Stored data:
^^^^^^^^

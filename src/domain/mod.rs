//! Core domain types
//!
//! This module provides:
//! - Requirement: one declared dependency from the requirements file
//! - Specifier: the supported version constraint forms
//! - Resolution: the per-requirement outcome of an index lookup
//! - CheckSummary: aggregated results for a whole run

mod requirement;
mod resolution;
mod summary;

pub use requirement::{Requirement, Specifier, SpecifierKind};
pub use resolution::{ChangeKind, Resolution, ResolutionStatus};
pub use summary::{CheckSummary, ParseWarning, SkippedLine};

^^^^^^^^

Output only the lines from the one that contains "Core domain types" through the last line of the data above, each restated exactly.

● Result of this task:
//! Core domain types
//!
//! This module provides:
//! - Requirement: one declared dependency from the requirements file
//! - Specifier: the supported version constraint forms
//! - Resolution: the per-requirement outcome of an index lookup
//! - CheckSummary: aggregated results for a whole run

mod requirement;
mod resolution;
mod summary;

pub use requirement::{Requirement, Specifier, SpecifierKind};
pub use resolution::{ChangeKind, Resolution, ResolutionStatus};
pub use summary::{CheckSummary, ParseWarning, SkippedLine};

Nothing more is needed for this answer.